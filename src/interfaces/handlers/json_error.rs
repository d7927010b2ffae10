use actix_web::{http::StatusCode, HttpResponse};
use serde::Serialize;
use serde_json::{json, Map, Value};

use crate::entities::pagination::{ListDefaults, Page, Pagination};

pub fn json_error(status: StatusCode, error: &str, message: &str) -> HttpResponse {
    HttpResponse::build(status).json(json!({
        "success": false,
        "error": error,
        "message": message
    }))
}

/// `{success: true, <key>: [...], pagination}`
pub fn list_response<T: Serialize>(key: &str, page: Page<T>) -> HttpResponse {
    HttpResponse::Ok().json(list_envelope(key, true, json!(page.items), page.pagination, None))
}

/// 500 envelope that still carries an empty list and zeroed pagination, so
/// clients can render without special-casing failures.
pub fn list_failure(key: &str, defaults: ListDefaults) -> HttpResponse {
    let error = format!("Failed to load {}", key);
    HttpResponse::InternalServerError().json(list_envelope(
        key,
        false,
        json!([]),
        Pagination::empty(defaults),
        Some(error),
    ))
}

fn list_envelope(
    key: &str,
    success: bool,
    items: Value,
    pagination: Pagination,
    error: Option<String>,
) -> Value {
    let mut body = Map::new();
    body.insert("success".into(), json!(success));
    if let Some(error) = error {
        body.insert("error".into(), json!(error));
    }
    body.insert(key.into(), items);
    body.insert("pagination".into(), json!(pagination));
    Value::Object(body)
}

#[cfg(test)]
mod tests {
    use super::*;
    use crate::entities::pagination::{PageRequest, PROJECT_LIST};
    use actix_web::body::to_bytes;

    async fn body_json(response: HttpResponse) -> Value {
        let bytes = to_bytes(response.into_body()).await.unwrap();
        serde_json::from_slice(&bytes).unwrap()
    }

    #[actix_web::test]
    async fn list_response_uses_entity_key() {
        let page = Page {
            items: vec!["a", "b"],
            pagination: Pagination::new(PageRequest::first(PROJECT_LIST), 2),
        };
        let json = body_json(list_response("projects", page)).await;

        assert_eq!(json["success"], true);
        assert_eq!(json["projects"], json!(["a", "b"]));
        assert_eq!(json["pagination"]["totalItems"], 2);
        assert_eq!(json["pagination"]["totalPages"], 1);
    }

    #[actix_web::test]
    async fn list_failure_is_500_with_empty_data() {
        let response = list_failure("projects", PROJECT_LIST);
        assert_eq!(response.status(), StatusCode::INTERNAL_SERVER_ERROR);

        let json = body_json(response).await;
        assert_eq!(json["success"], false);
        assert_eq!(json["error"], "Failed to load projects");
        assert_eq!(json["projects"], json!([]));
        assert_eq!(
            json["pagination"],
            json!({"page": 1, "limit": 6, "totalItems": 0, "totalPages": 0})
        );
    }
}
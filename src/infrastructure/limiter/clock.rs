use chrono::Utc;

/// Source of "now" in epoch milliseconds.
pub trait Clock: Send + Sync {
    fn now_ms(&self) -> i64;
}

impl<F> Clock for F
where
    F: Fn() -> i64 + Send + Sync,
{
    fn now_ms(&self) -> i64 {
        self()
    }
}

#[derive(Debug, Clone, Copy, Default)]
pub struct SystemClock;

impl Clock for SystemClock {
    fn now_ms(&self) -> i64 {
        Utc::now().timestamp_millis()
    }
}
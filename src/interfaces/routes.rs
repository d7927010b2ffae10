use actix_web::web;

use crate::handlers::home::home;

mod api;
pub mod json_error;
mod pages;

pub fn configure_routes(cfg: &mut web::ServiceConfig) {
    cfg.service(home);

    cfg.service(
        web::scope("/api")
            .configure(api::config_routes)
    );

    cfg.configure(pages::config_routes);
    cfg.configure(json_error::config_routes);
}
pub mod blog;
pub mod contact;
pub mod experience;
pub mod pagination;
pub mod project;
pub mod tag;
pub mod validation;
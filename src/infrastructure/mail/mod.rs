pub mod mailer;
pub mod templates;
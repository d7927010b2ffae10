
use std::sync::Arc;

use actix_web::{http::StatusCode, test};
use async_trait::async_trait;
use mockall::mock;
use portfolio_site::{
    entities::{
        blog::{Blog, BlogSitemapEntry, NewBlog},
        pagination::PageWindow,
        project::{NewProject, Project, ProjectFilter, ProjectOrdering},
    },
    errors::AppError,
    repositories::{
        blog::BlogRepository, in_memory::InMemoryPortfolioStore, project::ProjectRepository,
    },
    shared_repos::SharedRepositories,
};
use serde_json::{json, Value};
use test_utils::*;

mock! {
    pub ProjectRepo {}

    #[async_trait]
    impl ProjectRepository for ProjectRepo {
        async fn list_projects(
            &self,
            filter: ProjectFilter,
            ordering: ProjectOrdering,
            window: Option<PageWindow>,
        ) -> Result<Vec<Project>, AppError>;
        async fn count_projects(&self, filter: ProjectFilter) -> Result<u64, AppError>;
        async fn create_project(&self, project: &NewProject) -> Result<Project, AppError>;
    }
}

mock! {
    pub BlogRepo {}

    #[async_trait]
    impl BlogRepository for BlogRepo {
        async fn list_published_blogs(&self, window: PageWindow) -> Result<Vec<Blog>, AppError>;
        async fn count_published_blogs(&self) -> Result<u64, AppError>;
        async fn get_published_blog_by_slug(&self, slug: &str) -> Result<Option<Blog>, AppError>;
        async fn list_sitemap_entries(&self) -> Result<Vec<BlogSitemapEntry>, AppError>;
        async fn create_blog(&self, blog: &NewBlog) -> Result<Blog, AppError>;
    }
}

fn db_down() -> AppError {
    AppError::InternalError("Database error: pool timed out".into())
}

fn failing_repos() -> SharedRepositories {
    let mut projects = MockProjectRepo::new();
    projects.expect_list_projects().returning(|_, _, _| Err(db_down()));
    projects.expect_count_projects().returning(|_| Err(db_down()));

    let mut blogs = MockBlogRepo::new();
    blogs.expect_list_published_blogs().returning(|_| Err(db_down()));
    blogs.expect_count_published_blogs().returning(|| Err(db_down()));
    blogs.expect_get_published_blog_by_slug().returning(|_| Err(db_down()));
    blogs.expect_list_sitemap_entries().returning(|| Err(db_down()));

    let mut repos = SharedRepositories::in_memory(InMemoryPortfolioStore::new());
    repos.project_repo = Arc::new(projects);
    repos.blog_repo = Arc::new(blogs);
    repos
}

#[actix_web::test]
async fn home_reports_site_settings() {
    let ctx = TestApp::new();
    let app = test::init_service(build_app(ctx.state.clone())).await;

    let req = test::TestRequest::get().uri("/").to_request();
    let body: Value = test::call_and_read_body_json(&app, req).await;

    assert_eq!(body["showBlogs"], true);
    assert_eq!(
        body["resumeUrl"],
        "https://drive.google.com/file/d/drive-file/view"
    );
    assert_eq!(body["version"], env!("CARGO_PKG_VERSION"));
}

#[actix_web::test]
async fn projects_page_follows_manual_rank() {
    let ctx = TestApp::new();
    add_projects(
        &ctx.store,
        vec![
            project("Third", 3, true),
            project("First", 1, false),
            project("Second", 2, true),
        ],
    )
    .await;
    let app = test::init_service(build_app(ctx.state.clone())).await;

    let req = test::TestRequest::get().uri("/projects").to_request();
    let body: Value = test::call_and_read_body_json(&app, req).await;

    let titles: Vec<&str> = body["projects"]
        .as_array()
        .unwrap()
        .iter()
        .map(|p| p["title"].as_str().unwrap())
        .collect();
    assert_eq!(titles, vec!["First", "Second", "Third"]);
    assert!(body.get("error").is_none());
}

#[actix_web::test]
async fn blog_index_uses_fixed_page_size() {
    let ctx = TestApp::new();
    let posts = (1..=10).map(|i| blog(&format!("Post {i}"), true)).collect();
    add_blogs(&ctx.store, posts).await;
    let app = test::init_service(build_app(ctx.state.clone())).await;

    let req = test::TestRequest::get().uri("/blog?page=2&limit=50").to_request();
    let body: Value = test::call_and_read_body_json(&app, req).await;

    assert_eq!(body["blogs"].as_array().unwrap().len(), 1);
    assert_eq!(
        body["pagination"],
        json!({"page": 2, "limit": 9, "totalItems": 10, "totalPages": 2})
    );
}

#[actix_web::test]
async fn published_post_renders_sanitized_html() {
    let ctx = TestApp::new();
    let mut post = blog("Safe Rendering", true);
    post.content = "## Heading\n\n<script>alert('x')</script>\n\n[home](/)".into();
    add_blogs(&ctx.store, vec![post]).await;
    let app = test::init_service(build_app(ctx.state.clone())).await;

    let req = test::TestRequest::get().uri("/blog/safe-rendering").to_request();
    let resp = test::call_service(&app, req).await;
    assert_eq!(resp.status(), StatusCode::OK);

    let body: Value = test::read_body_json(resp).await;
    let html = body["blog"]["contentHtml"].as_str().unwrap();
    assert!(html.contains("<h2>Heading</h2>"));
    assert!(html.contains("href=\"/\""));
    assert!(!html.contains("<script>"));
    assert_eq!(body["blog"]["slug"], "safe-rendering");
    assert_eq!(body["blog"]["tags"][0]["name"], "Writing");
}

#[actix_web::test]
async fn unpublished_post_is_not_found_anywhere() {
    let ctx = TestApp::new();
    add_blogs(&ctx.store, vec![blog("Secret Draft", false), blog("Out Now", true)]).await;
    let app = test::init_service(build_app(ctx.state.clone())).await;

    let req = test::TestRequest::get().uri("/blog/secret-draft").to_request();
    let resp = test::call_service(&app, req).await;
    assert_eq!(resp.status(), StatusCode::NOT_FOUND);
    let body: Value = test::read_body_json(resp).await;
    assert_eq!(body["message"], "Blog post not found");

    let req = test::TestRequest::get().uri("/blog").to_request();
    let body: Value = test::call_and_read_body_json(&app, req).await;
    assert_eq!(body["pagination"]["totalItems"], 1);

    let req = test::TestRequest::get().uri("/sitemap.xml").to_request();
    let xml = test::call_and_read_body(&app, req).await;
    let xml = std::str::from_utf8(&xml).unwrap();
    assert!(xml.contains("<loc>https://portfolio.test/blog/out-now</loc>"));
    assert!(!xml.contains("secret-draft"));
}

#[actix_web::test]
async fn sitemap_lists_static_pages_with_cache_headers() {
    let ctx = TestApp::new();
    let app = test::init_service(build_app(ctx.state.clone())).await;

    let req = test::TestRequest::get().uri("/sitemap.xml").to_request();
    let resp = test::call_service(&app, req).await;

    assert_eq!(resp.status(), StatusCode::OK);
    assert_eq!(resp.headers().get("content-type").unwrap(), "application/xml");
    assert_eq!(
        resp.headers().get("cache-control").unwrap(),
        "max-age=0, s-maxage=3600"
    );

    let xml = test::read_body(resp).await;
    let xml = std::str::from_utf8(&xml).unwrap();
    assert!(xml.starts_with("<?xml"));
    for page in ["/", "/projects", "/blog"] {
        assert!(xml.contains(&format!("<loc>https://portfolio.test{page}</loc>")));
    }
    assert!(!xml.contains("<lastmod>"));
}

#[actix_web::test]
async fn list_endpoints_fail_with_empty_envelope() {
    let ctx = TestApp::with_repos(failing_repos());
    let app = test::init_service(build_app(ctx.state.clone())).await;

    let req = test::TestRequest::get().uri("/api/projects").to_request();
    let resp = test::call_service(&app, req).await;
    assert_eq!(resp.status(), StatusCode::INTERNAL_SERVER_ERROR);
    let body: Value = test::read_body_json(resp).await;
    assert_eq!(
        body,
        json!({
            "success": false,
            "error": "Failed to load projects",
            "projects": [],
            "pagination": {"page": 1, "limit": 6, "totalItems": 0, "totalPages": 0}
        })
    );

    let req = test::TestRequest::get().uri("/api/blogs").to_request();
    let resp = test::call_service(&app, req).await;
    assert_eq!(resp.status(), StatusCode::INTERNAL_SERVER_ERROR);
    let body: Value = test::read_body_json(resp).await;
    assert_eq!(body["blogs"], json!([]));
}

#[actix_web::test]
async fn pages_degrade_instead_of_failing() {
    let ctx = TestApp::with_repos(failing_repos());
    let app = test::init_service(build_app(ctx.state.clone())).await;

    let req = test::TestRequest::get().uri("/projects").to_request();
    let resp = test::call_service(&app, req).await;
    assert_eq!(resp.status(), StatusCode::OK);
    let body: Value = test::read_body_json(resp).await;
    assert_eq!(body, json!({"projects": [], "error": "Failed to load projects"}));

    let req = test::TestRequest::get().uri("/blog").to_request();
    let resp = test::call_service(&app, req).await;
    assert_eq!(resp.status(), StatusCode::OK);
    let body: Value = test::read_body_json(resp).await;
    assert_eq!(body["error"], "Failed to load blogs");
    assert_eq!(body["blogs"], json!([]));

    let req = test::TestRequest::get().uri("/blog/anything").to_request();
    let resp = test::call_service(&app, req).await;
    assert_eq!(resp.status(), StatusCode::INTERNAL_SERVER_ERROR);
    let body: Value = test::read_body_json(resp).await;
    assert_eq!(body["success"], false);
    assert!(!body.to_string().contains("pool timed out"));
}
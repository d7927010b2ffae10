pub mod get_client_ip;
pub mod markdown;
pub mod parse_id;
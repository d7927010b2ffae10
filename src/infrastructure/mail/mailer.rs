use std::fmt;

use async_trait::async_trait;
use derive_more::Display;
use lettre::{
    message::{header::ContentType, Mailbox, MultiPart, SinglePart},
    transport::smtp::authentication::Credentials,
    AsyncSmtpTransport, AsyncTransport, Message, Tokio1Executor,
};

use crate::settings::AppConfig;

const IMPLICIT_TLS_PORT: u16 = 465;

/// A rendered notification, independent of the transport.
#[derive(Debug, Clone, PartialEq)]
pub struct OutgoingMail {
    /// Display name shown next to the configured sender address.
    pub from_name: String,
    pub reply_to: String,
    pub subject: String,
    pub text_body: String,
    pub html_body: String,
}

#[derive(Debug, Display)]
pub enum MailError {
    #[display("Mail transport is not configured")]
    NotConfigured,

    #[display("Invalid mail address: {_0}")]
    InvalidAddress(String),

    #[display("Failed to build message: {_0}")]
    Build(String),

    #[display("SMTP delivery failed: {_0}")]
    Transport(String),
}

impl std::error::Error for MailError {}

#[async_trait]
pub trait Mailer: Send + Sync {
    async fn send(&self, mail: &OutgoingMail) -> Result<(), MailError>;
}

/// Delivers mail through an authenticated SMTP relay.
pub struct SmtpMailer {
    transport: AsyncSmtpTransport<Tokio1Executor>,
    sender: String,
    recipient: Mailbox,
}

impl SmtpMailer {
    /// Returns `Ok(None)` when no SMTP account is configured.
    pub fn from_config(config: &AppConfig) -> Result<Option<Self>, MailError> {
        let (Some(user), Some(pass)) = (config.email_user.as_deref(), config.email_pass.as_deref()) else {
            return Ok(None);
        };
        if user.trim().is_empty() || pass.is_empty() {
            return Ok(None);
        }

        let recipient = config
            .notification_recipient()
            .ok_or(MailError::NotConfigured)?
            .parse::<Mailbox>()
            .map_err(|e| MailError::InvalidAddress(e.to_string()))?;

        let credentials = Credentials::new(user.trim().to_string(), pass.to_string());

        let builder = if config.email_port == IMPLICIT_TLS_PORT {
            AsyncSmtpTransport::<Tokio1Executor>::relay(&config.email_host)
        } else {
            AsyncSmtpTransport::<Tokio1Executor>::starttls_relay(&config.email_host)
        }
        .map_err(|e| MailError::Transport(e.to_string()))?;

        let transport = builder
            .port(config.email_port)
            .credentials(credentials)
            .build();

        Ok(Some(SmtpMailer {
            transport,
            sender: user.trim().to_string(),
            recipient,
        }))
    }

    fn build_message(&self, mail: &OutgoingMail) -> Result<Message, MailError> {
        let from = Mailbox::new(
            Some(mail.from_name.clone()),
            self.sender
                .parse()
                .map_err(|e: lettre::address::AddressError| MailError::InvalidAddress(e.to_string()))?,
        );
        let reply_to = mail
            .reply_to
            .parse::<Mailbox>()
            .map_err(|e| MailError::InvalidAddress(e.to_string()))?;

        Message::builder()
            .from(from)
            .reply_to(reply_to)
            .to(self.recipient.clone())
            .subject(mail.subject.clone())
            .multipart(
                MultiPart::alternative()
                    .singlepart(
                        SinglePart::builder()
                            .header(ContentType::TEXT_PLAIN)
                            .body(mail.text_body.clone()),
                    )
                    .singlepart(
                        SinglePart::builder()
                            .header(ContentType::TEXT_HTML)
                            .body(mail.html_body.clone()),
                    ),
            )
            .map_err(|e| MailError::Build(e.to_string()))
    }
}

impl fmt::Debug for SmtpMailer {
    fn fmt(&self, f: &mut fmt::Formatter<'_>) -> fmt::Result {
        f.debug_struct("SmtpMailer")
            .field("sender", &self.sender)
            .field("recipient", &self.recipient.to_string())
            .field("credentials", &"[REDACTED]")
            .finish()
    }
}

#[async_trait]
impl Mailer for SmtpMailer {
    async fn send(&self, mail: &OutgoingMail) -> Result<(), MailError> {
        let message = self.build_message(mail)?;
        self.transport
            .send(message)
            .await
            .map_err(|e| MailError::Transport(e.to_string()))?;
        Ok(())
    }
}

/// Stand-in used when SMTP is not configured; every send fails.
#[derive(Debug, Clone, Copy, Default)]
pub struct DisabledMailer;

#[async_trait]
impl Mailer for DisabledMailer {
    async fn send(&self, _mail: &OutgoingMail) -> Result<(), MailError> {
        Err(MailError::NotConfigured)
    }
}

About this exercise: Your reply must contain exactly the lines from the first line of the data through the line holding "pub fn list_response<T: Serialize>(key: &str, page: Page<T>)", and nothing more.

Written answer:
filename src/interfaces/handlers/json_error.rs
repository d7927010b2ffae10
use actix_web::{http::StatusCode, HttpResponse};
use serde::Serialize;
use serde_json::{json, Map, Value};

use crate::entities::pagination::{ListDefaults, Page, Pagination};

pub fn json_error(status: StatusCode, error: &str, message: &str) -> HttpResponse {
    HttpResponse::build(status).json(json!({
        "success": false,
        "error": error,
        "message": message
    }))
}

/// `{success: true, <key>: [...], pagination}`
pub fn list_response<T: Serialize>(key: &str, page: Page<T>) -> HttpResponse {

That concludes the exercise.